* _EXERCISE GOAL_: If a line below holds the word "RawLoggingSettings", count it; then say how many such lines there are and nothing else.

Saved entries:
*** Block opens ***

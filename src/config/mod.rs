//! Configuration layer: typed settings with layered precedence (file → env → CLI).

mod cli;

use std::{net::SocketAddr, num::NonZeroU32, path::PathBuf, str::FromStr, time::Duration};

use clap::Parser;
use config::{Config, Environment, File};
use serde::Deserialize;
use thiserror::Error;
use tracing::level_filters::LevelFilter;

use crate::cache::CacheBackend;

pub use cli::{
    CliArgs, Command, DatabaseOverride, ExportArgs, MigrateArgs, ServeArgs, ServeOverrides,
};

const DEFAULT_CONFIG_BASENAME: &str = "config/default";
const LOCAL_CONFIG_BASENAME: &str = "carte";
const ENV_PREFIX: &str = "CARTE";
const DEFAULT_HOST: &str = "127.0.0.1";
const DEFAULT_PORT: u16 = 8000;
const DEFAULT_DB_HTTP_MAX_CONNECTIONS: u32 = 8;
const DEFAULT_DB_JOBS_MAX_CONNECTIONS: u32 = 4;
const DEFAULT_CACHE_TIMEOUT_MS: u64 = 250;
const DEFAULT_JOB_RENDER_EXPORT_CONCURRENCY: u32 = 1;
const DEFAULT_EXPORTS_DIR: &str = "exports";

#[derive(Debug, Clone)]
pub struct Settings {
    pub server: ServerSettings,
    pub logging: LoggingSettings,
    pub database: DatabaseSettings,
    pub cache: CacheSettings,
    pub jobs: JobsSettings,
    pub exports: ExportSettings,
    pub fill: FillSettings,
}

#[derive(Debug, Clone)]
pub struct ServerSettings {
    pub addr: SocketAddr,
}

#[derive(Debug, Clone)]
pub struct LoggingSettings {
    pub level: LevelFilter,
    pub format: LogFormat,
}

#[derive(Debug, Clone, Copy)]
pub enum LogFormat {
    Json,
    Compact,
}

#[derive(Debug, Clone)]
pub struct DatabaseSettings {
    pub url: Option<String>,
    pub http_max_connections: NonZeroU32,
    pub jobs_max_connections: NonZeroU32,
}

#[derive(Debug, Clone)]
pub struct CacheSettings {
    pub backend: CacheBackend,
    pub redis_url: Option<String>,
    pub timeout: Duration,
    pub ttl: Option<Duration>,
}

#[derive(Debug, Clone)]
pub struct JobsSettings {
    pub render_export_concurrency: NonZeroU32,
}

#[derive(Debug, Clone)]
pub struct ExportSettings {
    pub directory: PathBuf,
}

/// Fixture seeding is disabled when no password is configured.
#[derive(Debug, Clone, Default)]
pub struct FillSettings {
    pub password: Option<String>,
}

#[derive(Debug, Error)]
pub enum LoadError {
    #[error("failed to build configuration: {0}")]
    Build(#[from] config::ConfigError),
    #[error("invalid configuration for `{key}`: {reason}")]
    Invalid { key: &'static str, reason: String },
}

impl LoadError {
    fn invalid(key: &'static str, reason: impl Into<String>) -> Self {
        Self::Invalid {
            key,
            reason: reason.into(),
        }
    }
}

pub fn load(cli: &CliArgs) -> Result<Settings, LoadError> {
    let mut builder = Config::builder()
        .add_source(File::with_name(DEFAULT_CONFIG_BASENAME).required(false))
        .add_source(File::with_name(LOCAL_CONFIG_BASENAME).required(false));

    if let Some(path) = cli.config_file.as_ref() {
        builder = builder.add_source(File::from(path.as_path()).required(true));
    }

    builder = builder.add_source(Environment::with_prefix(ENV_PREFIX).separator("__"));

    let mut raw: RawSettings = builder.build()?.try_deserialize()?;

    match cli.command.as_ref() {
        Some(Command::Serve(args)) => raw.apply_serve_overrides(&args.overrides),
        Some(Command::Export(args)) => raw.apply_database_override(&args.database),
        Some(Command::Migrate(args)) => raw.apply_database_override(&args.database),
        None => raw.apply_serve_overrides(&ServeOverrides::default()),
    }

    Settings::from_raw(raw)
}

pub fn load_with_cli() -> Result<(CliArgs, Settings), LoadError> {
    let args = CliArgs::parse();
    let settings = load(&args)?;
    Ok((args, settings))
}

#[derive(Debug, Clone, Deserialize, Default)]
#[serde(default)]
struct RawSettings {
    server: RawServerSettings,
    logging: RawLoggingSettings,
    database: RawDatabaseSettings,
    cache: RawCacheSettings,
    jobs: RawJobsSettings,
    exports: RawExportSettings,
    fill: RawFillSettings,
}

impl RawSettings {
    fn apply_serve_overrides(&mut self, overrides: &ServeOverrides) {
        if let Some(host) = overrides.server_host.as_ref() {
            self.server.host = Some(host.clone());
        }
        if let Some(port) = overrides.server_port {
            self.server.port = Some(port);
        }
        if let Some(level) = overrides.log_level.as_ref() {
            self.logging.level = Some(level.clone());
        }
        if let Some(json) = overrides.log_json {
            self.logging.json = Some(json);
        }
        if let Some(url) = overrides.database_url.as_ref() {
            self.database.url = Some(url.clone());
        }
        if let Some(max) = overrides.database_http_max_connections {
            self.database.http_max_connections = Some(max);
        }
        if let Some(max) = overrides.database_jobs_max_connections {
            self.database.jobs_max_connections = Some(max);
        }
        if let Some(backend) = overrides.cache_backend.as_ref() {
            self.cache.backend = Some(backend.clone());
        }
        if let Some(url) = overrides.cache_redis_url.as_ref() {
            self.cache.redis_url = Some(url.clone());
        }
        if let Some(value) = overrides.jobs_render_export_concurrency {
            self.jobs.render_export_concurrency = Some(value);
        }
        if let Some(directory) = overrides.exports_directory.as_ref() {
            self.exports.directory = Some(directory.clone());
        }
    }

    fn apply_database_override(&mut self, overrides: &DatabaseOverride) {
        if let Some(url) = overrides.database_url.as_ref() {
            self.database.url = Some(url.clone());
        }
    }
}

impl Settings {
    fn from_raw(raw: RawSettings) -> Result<Self, LoadError> {
        let RawSettings {
            server,
            logging,
            database,
            cache,
            jobs,
            exports,
            fill,
        } = raw;

        Ok(Self {
            server: build_server_settings(server)?,
            logging: build_logging_settings(logging)?,
            database: build_database_settings(database)?,
            cache: build_cache_settings(cache)?,
            jobs: build_jobs_settings(jobs)?,
            exports: build_export_settings(exports)?,
            fill: FillSettings {
                password: fill.password.filter(|password| !password.is_empty()),
            },
        })
    }
}

fn build_server_settings(server: RawServerSettings) -> Result<ServerSettings, LoadError> {
    let host = server.host.unwrap_or_else(|| DEFAULT_HOST.to_string());

    let port = server.port.unwrap_or(DEFAULT_PORT);
    if port == 0 {
        return Err(LoadError::invalid(
            "server.port",
            "port must be greater than zero",
        ));
    }

    let addr = parse_socket_addr(&host, port)
        .map_err(|reason| LoadError::invalid("server.addr", reason))?;

    Ok(ServerSettings { addr })
}

fn build_logging_settings(logging: RawLoggingSettings) -> Result<LoggingSettings, LoadError> {
    let level = match logging.level {
        Some(level) => LevelFilter::from_str(level.as_str()).map_err(|err| {
            LoadError::invalid("logging.level", format!("failed to parse: {err}"))
        })?,
        None => LevelFilter::INFO,
    };

    let format = if logging.json.unwrap_or(false) {
        LogFormat::Json
    } else {
        LogFormat::Compact
    };

    Ok(LoggingSettings { level, format })
}

fn build_database_settings(database: RawDatabaseSettings) -> Result<DatabaseSettings, LoadError> {
    let http_value = database
        .http_max_connections
        .unwrap_or(DEFAULT_DB_HTTP_MAX_CONNECTIONS);
    let jobs_value = database
        .jobs_max_connections
        .unwrap_or(DEFAULT_DB_JOBS_MAX_CONNECTIONS);

    Ok(DatabaseSettings {
        url: non_blank(database.url),
        http_max_connections: non_zero_u32(http_value.into(), "database.http_max_connections")?,
        jobs_max_connections: non_zero_u32(jobs_value.into(), "database.jobs_max_connections")?,
    })
}

fn build_cache_settings(cache: RawCacheSettings) -> Result<CacheSettings, LoadError> {
    let backend = match cache.backend.as_deref() {
        Some(value) => CacheBackend::from_str(value)
            .map_err(|reason| LoadError::invalid("cache.backend", reason))?,
        None => CacheBackend::Memory,
    };

    let redis_url = non_blank(cache.redis_url);
    if backend == CacheBackend::Redis && redis_url.is_none() {
        return Err(LoadError::invalid(
            "cache.redis_url",
            "required when cache.backend is redis",
        ));
    }

    let timeout_ms = cache.timeout_ms.unwrap_or(DEFAULT_CACHE_TIMEOUT_MS);
    if timeout_ms == 0 {
        return Err(LoadError::invalid(
            "cache.timeout_ms",
            "must be greater than zero",
        ));
    }

    let ttl = match cache.ttl_seconds {
        Some(0) => {
            return Err(LoadError::invalid(
                "cache.ttl_seconds",
                "must be greater than zero when set",
            ));
        }
        Some(seconds) => Some(Duration::from_secs(seconds)),
        None => None,
    };

    Ok(CacheSettings {
        backend,
        redis_url,
        timeout: Duration::from_millis(timeout_ms),
        ttl,
    })
}

fn build_jobs_settings(jobs: RawJobsSettings) -> Result<JobsSettings, LoadError> {
    let render_export = jobs
        .render_export_concurrency
        .unwrap_or(DEFAULT_JOB_RENDER_EXPORT_CONCURRENCY);

    Ok(JobsSettings {
        render_export_concurrency: non_zero_u32(
            render_export.into(),
            "jobs.render_export_concurrency",
        )?,
    })
}

fn build_export_settings(exports: RawExportSettings) -> Result<ExportSettings, LoadError> {
    let directory = exports
        .directory
        .unwrap_or_else(|| PathBuf::from(DEFAULT_EXPORTS_DIR));
    if directory.as_os_str().is_empty() {
        return Err(LoadError::invalid(
            "exports.directory",
            "path must not be empty",
        ));
    }

    Ok(ExportSettings { directory })
}

#[derive(Debug, Clone, Deserialize, Default)]
#[serde(default)]
struct RawServerSettings {
    host: Option<String>,
    port: Option<u16>,
}

#[derive(Debug, Clone, Deserialize, Default)]
#[serde(default)]
struct RawLoggingSettings {
    level: Option<String>,
    json: Option<bool>,
}

#[derive(Debug, Clone, Deserialize, Default)]
#[serde(default)]
struct RawDatabaseSettings {
    url: Option<String>,
    http_max_connections: Option<u32>,
    jobs_max_connections: Option<u32>,
}

#[derive(Debug, Clone, Deserialize, Default)]
#[serde(default)]
struct RawCacheSettings {
    backend: Option<String>,
    redis_url: Option<String>,
    timeout_ms: Option<u64>,
    ttl_seconds: Option<u64>,
}

#[derive(Debug, Clone, Deserialize, Default)]
#[serde(default)]
struct RawJobsSettings {
    render_export_concurrency: Option<u32>,
}

#[derive(Debug, Clone, Deserialize, Default)]
#[serde(default)]
struct RawExportSettings {
    directory: Option<PathBuf>,
}

#[derive(Debug, Clone, Deserialize, Default)]
#[serde(default)]
struct RawFillSettings {
    password: Option<String>,
}

fn non_blank(value: Option<String>) -> Option<String> {
    value.and_then(|value| {
        let trimmed = value.trim();
        (!trimmed.is_empty()).then(|| trimmed.to_string())
    })
}

fn parse_socket_addr(host: &str, port: u16) -> Result<SocketAddr, String> {
    let candidate = format!("{host}:{port}");
    candidate
        .parse()
        .map_err(|err| format!("invalid address `{candidate}`: {err}"))
}

fn non_zero_u32(value: u64, key: &'static str) -> Result<NonZeroU32, LoadError> {
    if value == 0 {
        return Err(LoadError::invalid(key, "must be greater than zero"));
    }
    let value_u32: u32 = value
        .try_into()
        .map_err(|_| LoadError::invalid(key, "value exceeds supported range for u32"))?;
    NonZeroU32::new(value_u32).ok_or_else(|| LoadError::invalid(key, "must be greater than zero"))
}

*** Block closes ***

* _SOLUTION FOR THIS EXERCISE_: 3